Undergraduate Course: The Third Europe: Imagining the Czech lands, Hungary, and Poland in the Middle Ages (HIST10513)
Course Outline
School | School of History, Classics and Archaeology |
College | College of Arts, Humanities and Social Sciences |
Credit level (Normal year taken) | SCQF Level 10 (Year 4 Undergraduate) |
Availability | Not available to visiting students |
SCQF Credits | 40 |
ECTS Credits | 20 |
Summary | "Boxed in by the Germans on the one side and Russians on the other, the nations of Central Europe...have never been entirely integrated into the consciousness of Europe; they have remained the least known and most fragile part of the West." This course considers whether Milan Kundera's 1984 lament on the collective fate of Poland, Czechoslovakia, and Hungary holds true for the medieval pasts of these nations. |
Course description |
The history of Central Europe is often told as one of a region stuck between two large powers: the Western and Eastern 'Roman' Empires, the Catholic and Orthodox churches, Nazi Germany and the Soviet Union, and so on. Stories of and from its medieval past are no exception. Covering the period from the conversion of the Central European Slavs and Magyars to the Reformation, the course traces how the cultures and regional identities of Poland, Hungary, and the Czech lands developed in dialogue with each other, with Church and Empire, and with their neighbours. Via a diverse textual and visual source base, we consider from week to week how those in medieval Central Europe conceptualised themselves as part of a wider whole, and how they were viewed by others. By the end of the course, students should be able to reflect critically on how, and whether, this 'Third Europe' came to be.

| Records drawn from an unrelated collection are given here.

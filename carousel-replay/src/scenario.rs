//! Scenario files.

use std::path::Path;
use std::time::Duration;

use carousel_core::{CarouselInput, CarouselOptions, Slide};
use serde::Deserialize;

use crate::error::{ReplayError, ReplayResult};

/// Track width used when a scenario does not give one.
pub const DEFAULT_TRACK_WIDTH: f32 = 1000.0;

fn default_track_width() -> f32 {
    DEFAULT_TRACK_WIDTH
}

/// A recorded interaction to replay.
#[derive(Debug, Clone, PartialEq, Deserialize)]
#[serde(rename_all = "camelCase", deny_unknown_fields)]
pub struct Scenario {
    /// Slides, in order.
    pub slides: Vec<Slide>,
    /// Carousel options.
    #[serde(default)]
    pub options: CarouselOptions,
    /// Track width in pixels, applied before the first step.
    #[serde(default = "default_track_width")]
    pub track_width: f32,
    /// Steps, applied in order.
    #[serde(default)]
    pub steps: Vec<ScriptStep>,
}

/// One scenario step.
#[derive(Debug, Clone, PartialEq, Deserialize)]
#[serde(untagged)]
pub enum ScriptStep {
    /// Let virtual time pass.
    Wait {
        /// Milliseconds to advance.
        #[serde(rename = "waitMs")]
        wait_ms: u64,
    },
    /// Deliver an input to the carousel.
    Input(CarouselInput),
}

impl ScriptStep {
    /// How long a wait step lasts; `None` for inputs.
    #[must_use]
    pub fn wait(&self) -> Option<Duration> {
        match self {
            Self::Wait { wait_ms } => Some(Duration::from_millis(*wait_ms)),
            Self::Input(_) => None,
        }
    }
}

impl Scenario {
    /// Parse a scenario from JSON.
    ///
    /// # Errors
    ///
    /// Returns [`ReplayError::Parse`] if the JSON is malformed or has unknown
    /// keys.
    pub fn from_json(json: &str) -> ReplayResult<Self> {
        Ok(serde_json::from_str(json)?)
    }

    /// Read and parse a scenario file.
    ///
    /// # Errors
    ///
    /// Returns [`ReplayError::Read`] if the file cannot be read, or
    /// [`ReplayError::Parse`] if its contents are not a scenario.
    pub fn load(path: &Path) -> ReplayResult<Self> {
        let json = std::fs::read_to_string(path).map_err(|source| ReplayError::Read {
            path: path.to_path_buf(),
            source,
        })?;
        let scenario = Self::from_json(&json)?;
        tracing::debug!(
            path = %path.display(),
            slides = scenario.slides.len(),
            steps = scenario.steps.len(),
            "Scenario loaded"
        );
        Ok(scenario)
    }
}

Content note: The study of History inevitably involves the study of difficult topics that we encourage students to approach in a respectful, scholarly, and sensitive manner. Nevertheless, we remain conscious that some students may wish to prepare themselves for the discussion of difficult topics. In particular, the course organiser has outlined that the following topics may be discussed in this course, whether in class or through required or recommended primary and secondary sources: racism, the Trade in Enslaved Peoples, Anti-Slavic and East-European prejudice. While this list indicates sensitive topics students are likely to encounter, it is not exhaustive because course organisers cannot entirely predict the directions discussions may take in tutorials or seminars, or through the wider reading that students may conduct for the course.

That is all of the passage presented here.